Source records Start Marker

//! Diagnostic observers for registry traceability.
//!
//! Observers see every registry mutation, reference (un)binding and greedy
//! restart of one container. They are called synchronously on the thread
//! driving the container, so keep implementations light.

use std::sync::atomic::{AtomicU64, Ordering};
use std::sync::Arc;

use crate::registry::ServiceReference;

/// Observer trait for registry and reconciliation events.
///
/// # Examples
///
/// ```
/// use osgi_mock::{MockBundleContext, RegistryObserver, ServiceReference};
/// use std::sync::atomic::{AtomicUsize, Ordering};
/// use std::sync::Arc;
///
/// #[derive(Default)]
/// struct Counting(AtomicUsize);
///
/// impl RegistryObserver for Counting {
///     fn registered(&self, _reference: &ServiceReference) {
///         self.0.fetch_add(1, Ordering::SeqCst);
///     }
///
///     fn unregistering(&self, _reference: &ServiceReference) {}
/// }
///
/// let observer = Arc::new(Counting::default());
/// let ctx = MockBundleContext::builder().observer(observer.clone()).build();
/// ctx.register_service(&["demo.Api"], Arc::new(1u8), Default::default()).unwrap();
/// assert_eq!(observer.0.load(Ordering::SeqCst), 1);
/// ```
pub trait RegistryObserver: Send + Sync {
    /// Called after a service entered the registry.
    fn registered(&self, reference: &ServiceReference);

    /// Called while a service is leaving the registry.
    fn unregistering(&self, reference: &ServiceReference);

    /// Called after a service's properties were replaced.
    fn modified(&self, _reference: &ServiceReference) {}

    /// Called after `service` was bound to `reference` of `component`.
    fn bound(&self, _component: &str, _reference: &str, _service: &ServiceReference) {}

    /// Called after `service` was unbound from `reference` of `component`.
    fn unbound(&self, _component: &str, _reference: &str, _service: &ServiceReference) {}

    /// Called before a static greedy dependent is restarted.
    fn restarting(&self, _component: &str, _reference: &ServiceReference) {}
}

/// Container for registered observers.
#[derive(Default)]
pub(crate) struct Observers {
    observers: Vec<Arc<dyn RegistryObserver>>,
}

impl Observers {
    pub(crate) fn add(&mut self, observer: Arc<dyn RegistryObserver>) {
        self.observers.push(observer);
    }

    #[inline]
    pub(crate) fn registered(&self, reference: &ServiceReference) {
        for observer in &self.observers {
            observer.registered(reference);
        }
    }

    #[inline]
    pub(crate) fn unregistering(&self, reference: &ServiceReference) {
        for observer in &self.observers {
            observer.unregistering(reference);
        }
    }

    #[inline]
    pub(crate) fn modified(&self, reference: &ServiceReference) {
        for observer in &self.observers {
            observer.modified(reference);
        }
    }

    #[inline]
    pub(crate) fn bound(&self, component: &str, reference: &str, service: &ServiceReference) {
        for observer in &self.observers {
            observer.bound(component, reference, service);
        }
    }

    #[inline]
    pub(crate) fn unbound(&self, component: &str, reference: &str, service: &ServiceReference) {
        for observer in &self.observers {
            observer.unbound(component, reference, service);
        }
    }

    #[inline]
    pub(crate) fn restarting(&self, component: &str, reference: &ServiceReference) {
        for observer in &self.observers {
            observer.restarting(component, reference);
        }
    }
}

/// Built-in observer that forwards events to `tracing`.
///
/// ```
/// use osgi_mock::{LoggingObserver, MockBundleContext};
/// use std::sync::Arc;
///
/// let ctx = MockBundleContext::builder()
///     .observer(Arc::new(LoggingObserver::with_prefix("registry-test")))
///     .build();
/// ```
pub struct LoggingObserver {
    prefix: String,
}

impl LoggingObserver {
    pub fn new() -> Self {
        Self {
            prefix: "osgi-mock".to_string(),
        }
    }

    pub fn with_prefix(prefix: impl Into<String>) -> Self {
        Self { prefix: prefix.into() }
    }
}

impl Default for LoggingObserver {
    fn default() -> Self {
        Self::new()
    }
}

impl RegistryObserver for LoggingObserver {
    fn registered(&self, reference: &ServiceReference) {
        tracing::info!(
            prefix = %self.prefix,
            service.id = reference.service_id(),
            interfaces = ?reference.interfaces(),
            "service registered"
        );
    }

    fn unregistering(&self, reference: &ServiceReference) {
        tracing::info!(
            prefix = %self.prefix,
            service.id = reference.service_id(),
            interfaces = ?reference.interfaces(),
            "service unregistering"
        );
    }

    fn modified(&self, reference: &ServiceReference) {
        tracing::info!(prefix = %self.prefix, service.id = reference.service_id(), "service modified");
    }

    fn bound(&self, component: &str, reference: &str, service: &ServiceReference) {
        tracing::debug!(prefix = %self.prefix, component, reference, service.id = service.service_id(), "bound");
    }

    fn unbound(&self, component: &str, reference: &str, service: &ServiceReference) {
        tracing::debug!(prefix = %self.prefix, component, reference, service.id = service.service_id(), "unbound");
    }

    fn restarting(&self, component: &str, reference: &ServiceReference) {
        tracing::info!(prefix = %self.prefix, component, service.id = reference.service_id(), "restarting");
    }
}

/// Counts events with atomics.
#[derive(Default)]
pub struct MetricsObserver {
    registrations: AtomicU64,
    unregistrations: AtomicU64,
    modifications: AtomicU64,
    binds: AtomicU64,
    unbinds: AtomicU64,
    restarts: AtomicU64,
}

impl MetricsObserver {
    pub fn new() -> Self {
        Self::default()
    }

    pub fn registrations(&self) -> u64 {
        self.registrations.load(Ordering::Relaxed)
    }

    pub fn unregistrations(&self) -> u64 {
        self.unregistrations.load(Ordering::Relaxed)
    }

    pub fn modifications(&self) -> u64 {
        self.modifications.load(Ordering::Relaxed)
    }

    pub fn binds(&self) -> u64 {
        self.binds.load(Ordering::Relaxed)
    }

    pub fn unbinds(&self) -> u64 {
        self.unbinds.load(Ordering::Relaxed)
    }

    pub fn restarts(&self) -> u64 {
        self.restarts.load(Ordering::Relaxed)
    }

    /// Services currently registered, as seen by this observer.
    pub fn live_services(&self) -> u64 {
        self.registrations().saturating_sub(self.unregistrations())
    }

    pub fn reset(&self) {
        for counter in [
            &self.registrations,
            &self.unregistrations,
            &self.modifications,
            &self.binds,
            &self.unbinds,
            &self.restarts,
        ] {
            counter.store(0, Ordering::Relaxed);
        }
    }
}

impl RegistryObserver for MetricsObserver {
    fn registered(&self, _reference: &ServiceReference) {
        self.registrations.fetch_add(1, Ordering::Relaxed);
    }

    fn unregistering(&self, _reference: &ServiceReference) {
        self.unregistrations.fetch_add(1, Ordering::Relaxed);
    }

    fn modified(&self, _reference: &ServiceReference) {
        self.modifications.fetch_add(1, Ordering::Relaxed);
    }

    fn bound(&self, _component: &str, _reference: &str, _service: &ServiceReference) {
        self.binds.fetch_add(1, Ordering::Relaxed);
    }

    fn unbound(&self, _component: &str, _reference: &str, _service: &ServiceReference) {
        self.unbinds.fetch_add(1, Ordering::Relaxed);
    }

    fn restarting(&self, _component: &str, _reference: &ServiceReference) {
        self.restarts.fetch_add(1, Ordering::Relaxed);
    }
}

Source records End Marker

--- Goal of the exercise ---
The response should be an exact repeat of the data above.

--- Your response ---
//! Diagnostic observers for registry traceability.
//!
//! Observers see every registry mutation, reference (un)binding and greedy
//! restart of one container. They are called synchronously on the thread
//! driving the container, so keep implementations light.

use std::sync::atomic::{AtomicU64, Ordering};
use std::sync::Arc;

use crate::registry::ServiceReference;

/// Observer trait for registry and reconciliation events.
///
/// # Examples
///
/// ```
/// use osgi_mock::{MockBundleContext, RegistryObserver, ServiceReference};
/// use std::sync::atomic::{AtomicUsize, Ordering};
/// use std::sync::Arc;
///
/// #[derive(Default)]
/// struct Counting(AtomicUsize);
///
/// impl RegistryObserver for Counting {
///     fn registered(&self, _reference: &ServiceReference) {
///         self.0.fetch_add(1, Ordering::SeqCst);
///     }
///
///     fn unregistering(&self, _reference: &ServiceReference) {}
/// }
///
/// let observer = Arc::new(Counting::default());
/// let ctx = MockBundleContext::builder().observer(observer.clone()).build();
/// ctx.register_service(&["demo.Api"], Arc::new(1u8), Default::default()).unwrap();
/// assert_eq!(observer.0.load(Ordering::SeqCst), 1);
/// ```
pub trait RegistryObserver: Send + Sync {
    /// Called after a service entered the registry.
    fn registered(&self, reference: &ServiceReference);

    /// Called while a service is leaving the registry.
    fn unregistering(&self, reference: &ServiceReference);

    /// Called after a service's properties were replaced.
    fn modified(&self, _reference: &ServiceReference) {}

    /// Called after `service` was bound to `reference` of `component`.
    fn bound(&self, _component: &str, _reference: &str, _service: &ServiceReference) {}

    /// Called after `service` was unbound from `reference` of `component`.
    fn unbound(&self, _component: &str, _reference: &str, _service: &ServiceReference) {}

    /// Called before a static greedy dependent is restarted.
    fn restarting(&self, _component: &str, _reference: &ServiceReference) {}
}

/// Container for registered observers.
#[derive(Default)]
pub(crate) struct Observers {
    observers: Vec<Arc<dyn RegistryObserver>>,
}

impl Observers {
    pub(crate) fn add(&mut self, observer: Arc<dyn RegistryObserver>) {
        self.observers.push(observer);
    }

    #[inline]
    pub(crate) fn registered(&self, reference: &ServiceReference) {
        for observer in &self.observers {
            observer.registered(reference);
        }
    }

    #[inline]
    pub(crate) fn unregistering(&self, reference: &ServiceReference) {
        for observer in &self.observers {
            observer.unregistering(reference);
        }
    }

    #[inline]
    pub(crate) fn modified(&self, reference: &ServiceReference) {
        for observer in &self.observers {
            observer.modified(reference);
        }
    }

    #[inline]
    pub(crate) fn bound(&self, component: &str, reference: &str, service: &ServiceReference) {
        for observer in &self.observers {
            observer.bound(component, reference, service);
        }
    }

    #[inline]
    pub(crate) fn unbound(&self, component: &str, reference: &str, service: &ServiceReference) {
        for observer in &self.observers {
            observer.unbound(component, reference, service);
        }
    }

    #[inline]
    pub(crate) fn restarting(&self, component: &str, reference: &ServiceReference) {
        for observer in &self.observers {
            observer.restarting(component, reference);
        }
    }
}

/// Built-in observer that forwards events to `tracing`.
///
/// ```
/// use osgi_mock::{LoggingObserver, MockBundleContext};
/// use std::sync::Arc;
///
/// let ctx = MockBundleContext::builder()
///     .observer(Arc::new(LoggingObserver::with_prefix("registry-test")))
///     .build();
/// ```
pub struct LoggingObserver {
    prefix: String,
}

impl LoggingObserver {
    pub fn new() -> Self {
        Self {
            prefix: "osgi-mock".to_string(),
        }
    }

    pub fn with_prefix(prefix: impl Into<String>) -> Self {
        Self { prefix: prefix.into() }
    }
}

impl Default for LoggingObserver {
    fn default() -> Self {
        Self::new()
    }
}

impl RegistryObserver for LoggingObserver {
    fn registered(&self, reference: &ServiceReference) {
        tracing::info!(
            prefix = %self.prefix,
            service.id = reference.service_id(),
            interfaces = ?reference.interfaces(),
            "service registered"
        );
    }

    fn unregistering(&self, reference: &ServiceReference) {
        tracing::info!(
            prefix = %self.prefix,
            service.id = reference.service_id(),
            interfaces = ?reference.interfaces(),
            "service unregistering"
        );
    }

    fn modified(&self, reference: &ServiceReference) {
        tracing::info!(prefix = %self.prefix, service.id = reference.service_id(), "service modified");
    }

    fn bound(&self, component: &str, reference: &str, service: &ServiceReference) {
        tracing::debug!(prefix = %self.prefix, component, reference, service.id = service.service_id(), "bound");
    }

    fn unbound(&self, component: &str, reference: &str, service: &ServiceReference) {
        tracing::debug!(prefix = %self.prefix, component, reference, service.id = service.service_id(), "unbound");
    }

    fn restarting(&self, component: &str, reference: &ServiceReference) {
        tracing::info!(prefix = %self.prefix, component, service.id = reference.service_id(), "restarting");
    }
}

/// Counts events with atomics.
#[derive(Default)]
pub struct MetricsObserver {
    registrations: AtomicU64,
    unregistrations: AtomicU64,
    modifications: AtomicU64,
    binds: AtomicU64,
    unbinds: AtomicU64,
    restarts: AtomicU64,
}

impl MetricsObserver {
    pub fn new() -> Self {
        Self::default()
    }

    pub fn registrations(&self) -> u64 {
        self.registrations.load(Ordering::Relaxed)
    }

    pub fn unregistrations(&self) -> u64 {
        self.unregistrations.load(Ordering::Relaxed)
    }

    pub fn modifications(&self) -> u64 {
        self.modifications.load(Ordering::Relaxed)
    }

    pub fn binds(&self) -> u64 {
        self.binds.load(Ordering::Relaxed)
    }

    pub fn unbinds(&self) -> u64 {
        self.unbinds.load(Ordering::Relaxed)
    }

    pub fn restarts(&self) -> u64 {
        self.restarts.load(Ordering::Relaxed)
    }

    /// Services currently registered, as seen by this observer.
    pub fn live_services(&self) -> u64 {
        self.registrations().saturating_sub(self.unregistrations())
    }

    pub fn reset(&self) {
        for counter in [
            &self.registrations,
            &self.unregistrations,
            &self.modifications,
            &self.binds,
            &self.unbinds,
            &self.restarts,
        ] {
            counter.store(0, Ordering::Relaxed);
        }
    }
}

impl RegistryObserver for MetricsObserver {
    fn registered(&self, _reference: &ServiceReference) {
        self.registrations.fetch_add(1, Ordering::Relaxed);
    }

    fn unregistering(&self, _reference: &ServiceReference) {
        self.unregistrations.fetch_add(1, Ordering::Relaxed);
    }

    fn modified(&self, _reference: &ServiceReference) {
        self.modifications.fetch_add(1, Ordering::Relaxed);
    }

    fn bound(&self, _component: &str, _reference: &str, _service: &ServiceReference) {
        self.binds.fetch_add(1, Ordering::Relaxed);
    }

    fn unbound(&self, _component: &str, _reference: &str, _service: &ServiceReference) {
        self.unbinds.fetch_add(1, Ordering::Relaxed);
    }

    fn restarting(&self, _component: &str, _reference: &ServiceReference) {
        self.restarts.fetch_add(1, Ordering::Relaxed);
    }
}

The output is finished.